“À TERME, NOUS AURONS DES COACHS NUMÉRIQUES”
Pourquoi les coachs en développement ont-ils le vent en poupe? Et qu’est-ce que cela dit du moment que nous vivons? Le philosophe Yannis Constantinidès, auteur du Nouveau culte du corps, dans les pas de Nietzsche, tente d’apporter des réponses.
Cette mode des coachs est-elle représentative de la solitude de l’être occidental?
Pas seulement. Le drame de l’individu aujourd’hui, c’est qu’il ne sait plus vers qui se tourner dans sa quête de sens. Il n’y a plus de grands récits politiques, il n’y a plus d’objectifs collectifs, plus de religion, de famille, de bien général. Le coaching est un phénomène qui accompagne la sécularisation des sociétés occidentales. Vous observerez ainsi que dans les pays occidentaux où règne encore une culture religieuse forte, en Grèce par exemple, le phénomène est moins prégnant. Il faut aussi parler du développement de l’autonomie au sens économique. Désormais, nous vivons dans une société libérale où tout le monde est censé faire de l’argent, devenir propriétaire et jouer sa carte indépendamment de la dynamique publique.

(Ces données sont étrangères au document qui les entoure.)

//! End-to-end runs: a fake device on a loopback socket or an in-memory script,
//! the decode thread, and the display loop with the headless renderer.

#![allow(clippy::unwrap_used, clippy::arithmetic_side_effects, clippy::indexing_slicing)]

use std::io::{Read, Write};
use std::net::{TcpListener, TcpStream};
use std::sync::Arc;
use std::thread;
use std::time::{Duration, Instant};

use display::{DisplayEvent, HeadlessRenderer};
use phosphor::{DecayStep, MAX_INTENSITY};
use protocol::{CoordinateFrame, DisplayGeometry, Magnification, SwitchKey};
use remote::transport::{tcp, MemorySink, MemorySource, TransportError};
use remote::{ClientError, DecodeTask, Session, SessionEnd, SharedState};

/// Ten samples whose 2×2 footprints do not overlap at magnification 1.
fn spaced_frames() -> Vec<CoordinateFrame> {
    (0..10u16).map(|i| CoordinateFrame::from_raw(i * 8, 0)).collect()
}

/// Listener plus a device thread that sends `frames` and optionally hangs up.
fn device(frames: Vec<CoordinateFrame>, hang_up: bool) -> (u16, thread::JoinHandle<TcpStream>) {
    let listener = TcpListener::bind("127.0.0.1:0").unwrap();
    let port = listener.local_addr().unwrap().port();
    let handle = thread::spawn(move || {
        let (mut stream, _) = listener.accept().unwrap();
        let bytes: Vec<u8> = frames.iter().flat_map(CoordinateFrame::to_wire).collect();
        stream.write_all(&bytes).unwrap();
        if hang_up {
            stream.shutdown(std::net::Shutdown::Write).unwrap();
        }
        stream
    });
    (port, handle)
}

fn press(key: SwitchKey, repeat: bool) -> DisplayEvent {
    DisplayEvent::Switch {
        key,
        pressed: true,
        repeat,
    }
}

fn release(key: SwitchKey) -> DisplayEvent {
    DisplayEvent::Switch {
        key,
        pressed: false,
        repeat: false,
    }
}

#[test]
fn decode_task_plots_every_frame_from_socket() {
    let (port, device) = device(spaced_frames(), true);
    let (source, _sink) = tcp::connect("127.0.0.1", port, Duration::from_millis(50)).unwrap();

    let geometry = DisplayGeometry::new(Magnification::X1);
    let state = Arc::new(SharedState::new(geometry.size(), DecayStep::default()).unwrap());
    let result = DecodeTask::new(source, geometry, Arc::clone(&state)).run();

    assert!(matches!(result, Err(TransportError::Closed)));
    assert_eq!(state.frames(), 10);
    // Nothing decays without the display loop.
    assert_eq!(state.buffer().cells_at_max(), 40);
    assert_eq!(state.buffer().lit_cells(), 40);
    device.join().unwrap();
}

#[test]
fn oracle_frame_lights_centre_cells() {
    let state = Arc::new(SharedState::new(1024, DecayStep::default()).unwrap());
    let source = MemorySource::new([vec![0x00, 0x00, 0x00, 0x00, 0x3F, 0x3F]]);
    let _ = DecodeTask::new(source, DisplayGeometry::new(Magnification::X2), Arc::clone(&state)).run();
    for (x, y) in [(512, 513), (513, 513), (512, 514), (513, 514)] {
        assert_eq!(state.buffer().intensity(x, y), MAX_INTENSITY);
    }
}

#[test]
fn peer_hang_up_ends_session_with_stream_error() {
    let (port, device) = device(spaced_frames(), true);
    let (source, sink) = tcp::connect("127.0.0.1", port, Duration::from_millis(50)).unwrap();

    let session = Session::with_geometry(DisplayGeometry::default(), DecayStep::default()).unwrap();
    let mut renderer = HeadlessRenderer::new();
    let result = session.run(&mut renderer, source, sink);

    assert!(matches!(result, Err(ClientError::Stream(TransportError::Closed))));
    assert_eq!(session.state().frames(), 10);
    assert!(renderer.presents() > 0);
    device.join().unwrap();
}

#[test]
fn close_request_stops_both_threads() {
    let (port, device) = device(spaced_frames(), false);
    let (source, sink) = tcp::connect("127.0.0.1", port, Duration::from_secs(1)).unwrap();

    let session = Session::with_geometry(DisplayGeometry::default(), DecayStep::default()).unwrap();
    let mut renderer = HeadlessRenderer::new().close_after(20);
    let started = Instant::now();
    let result = session.run(&mut renderer, source, sink).unwrap();

    assert_eq!(result, SessionEnd::Closed);
    assert!(session.state().shutdown().is_requested());
    // Closing the sink wakes the reader well before its read timeout.
    assert!(started.elapsed() < Duration::from_secs(1));

    // The device sees the client hang up.
    let mut stream = device.join().unwrap();
    let mut buf = [0u8; 1];
    assert!(matches!(stream.read(&mut buf), Ok(0) | Err(_)));
}

#[test]
fn key_transitions_send_switch_register() {
    let source = MemorySource::new(Vec::new()).then_silence(Duration::from_millis(1));
    let sink = MemorySink::new();
    let log = sink.log();

    let mut renderer = HeadlessRenderer::new().close_after(3);
    renderer.push_event_at(1, press(SwitchKey::Digit1, false));
    renderer.push_event_at(1, press(SwitchKey::Digit1, true));
    renderer.push_event_at(1, press(SwitchKey::Digit4, false));
    renderer.push_event_at(2, release(SwitchKey::Digit1));
    renderer.push_event_at(2, press(SwitchKey::Ship2Pair, false));
    renderer.push_event_at(2, press(SwitchKey::Digit6, false));

    let session = Session::with_geometry(DisplayGeometry::default(), DecayStep::default()).unwrap();
    let end = session.run(&mut renderer, source, sink).unwrap();

    assert_eq!(end, SessionEnd::Closed);
    assert_eq!(
        log.messages(),
        vec![
            vec![0x00, 0x80],
            vec![0x00, 0x90],
            vec![0x00, 0x10],
            vec![0x00, 0x16],
            // Key 6 is held in the register but not transmitted.
            vec![0x00, 0x16],
        ]
    );
    assert!(log.is_closed());
}

#[test]
fn failed_send_is_fatal() {
    let source = MemorySource::new(Vec::new()).then_silence(Duration::from_millis(1));
    let mut renderer = HeadlessRenderer::new().close_after(100);
    renderer.push_event_at(1, press(SwitchKey::Digit9, false));

    let session = Session::with_geometry(DisplayGeometry::default(), DecayStep::default()).unwrap();
    let result = session.run(&mut renderer, source, MemorySink::failing());

    assert!(matches!(result, Err(ClientError::Stream(TransportError::Io(_)))));
    assert!(session.state().shutdown().is_requested());
}

#[test]
fn plotted_points_fade_out_on_the_display() {
    let frame = CoordinateFrame::from_raw(100, 100);
    let source = MemorySource::from_frames([frame]).then_silence(Duration::from_millis(1));
    let step = DecayStep::default();
    let mut renderer = HeadlessRenderer::new().close_after(u64::from(step.ticks_to_black()) * 8);

    let session = Session::with_geometry(DisplayGeometry::default(), step)
        .unwrap()
        .tick_interval(Duration::from_millis(1));
    session.run(&mut renderer, source, MemorySink::new()).unwrap();

    assert_eq!(session.state().frames(), 1);
    assert_eq!(renderer.last_lit_cells(), 0);
    assert_eq!(session.state().buffer().lit_cells(), 0);
}

#[test]
fn status_line_reports_peer() {
    let source = MemorySource::from_frames(spaced_frames()).then_silence(Duration::from_millis(1));
    let mut renderer = HeadlessRenderer::new();
    // Close once a status line has been published.
    renderer.push_event_at(700, DisplayEvent::CloseRequested);

    let session = Session::with_geometry(DisplayGeometry::default(), DecayStep::default())
        .unwrap()
        .peer("pdp8:2222");
    session.run(&mut renderer, source, MemorySink::new()).unwrap();

    let status = renderer.status().unwrap();
    assert!(status.starts_with("VC8 Display — pdp8:2222 — "), "{status}");
    assert!(status.ends_with(" frames/s"), "{status}");
}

Les coachs en développement personnel proposent, plutôt que des séances individuelles, des séminaires avec des dizaines ou des centaines de personnes. C’est paradoxal, non?
Effectivement, il n’y a absolument rien de personnel là-dedans. Je compare cela aux accueils personnalisés dans les hôtels, avec une hôtesse qui va saluer le client par son nom. C’est en réalité l’accueil le plus impersonnel qui soit, ce sera le même pour tout le monde, mais cela vous fera sans doute plaisir dans l’instant. On retrouve aussi cela chez les coachs sportifs. Ils s’occupent d’un client, lui proposent une série d’exercices censés être adaptés à son poids, son niveau de forme, mais en fin de compte, c’est toujours la même formule qui est proposée. Les coachs demandent à des personnes de sortir d’elles-mêmes et d’adhérer à quelque chose de vague, avec des messages courts et efficaces comme “Faites-le! Passez à l’acte!” tirés de thérapies cognitives comportementales qui disent très rapidement comment sortir d’une impasse relationnelle ou professionnelle, mais qui ne correspondent peut-être pas à ce que la personne souhaite réellement devenir. Et puis, tout le monde a-t-il la même définition du bonheur?
Quel avenir prédisez-vous aux coachs en développement personnel?
Vendre du rêve marchera toujours, mais ce business va peut-être se casser la gueule, on passera à autre chose. En médecine apparaissent des logiciels d’annonce du diagnostic. Une machine vous révèle quelle maladie vous avez. Votre application Runtastic vous propose également déjà un programme d’entraînement pour vous mettre en forme ou bien préparer une course. En salle de sport, les machines s’occupent de votre programme. Je prédis que l’on aura, à terme, des coachs numériques. J’imagine un robot qui fera la morale à son propriétaire: “Aujourd’hui, tu n’as pas fait tes cinq kilomètres.” Alors, certes, il restera toujours la possibilité de le débrancher. Mais, si on est dépendant, aussi celle de le rebrancher.